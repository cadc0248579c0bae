//! Conflict records surfaced by the materializer and rebase coordinator.

use std::fmt;
use std::path::PathBuf;

use super::patch::{Hunk, PatchId};

/// A hunk that could not be applied cleanly.
///
/// Created during materialization or rebase; resolved by regenerating the
/// offending patch from a manually fixed working tree, then discarded.
/// Conflicts always surface to the caller — nothing is silently skipped.
#[derive(Clone, Debug, PartialEq, Eq)]
pub struct Conflict {
    /// The patch whose hunk failed.
    pub patch: PatchId,
    /// File the hunk targets.
    pub path: PathBuf,
    /// The unresolved hunk, with its surrounding context lines.
    pub hunk: Hunk,
    /// What went wrong (e.g. "context not found within drift window").
    pub detail: String,
}

impl Conflict {
    /// Build a conflict record.
    #[must_use]
    pub fn new(patch: PatchId, path: PathBuf, hunk: Hunk, detail: impl Into<String>) -> Self {
        Self {
            patch,
            path,
            hunk,
            detail: detail.into(),
        }
    }
}

impl fmt::Display for Conflict {
    fn fmt(&self, f: &mut fmt::Formatter<'_>) -> fmt::Result {
        write!(
            f,
            "{}: {} {}: {}",
            self.patch,
            self.path.display(),
            self.hunk.header(),
            self.detail
        )
    }
}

## Exercise directions
Check each line above for the word "String". Then state how many lines contain it, and nothing more.

## Reply
2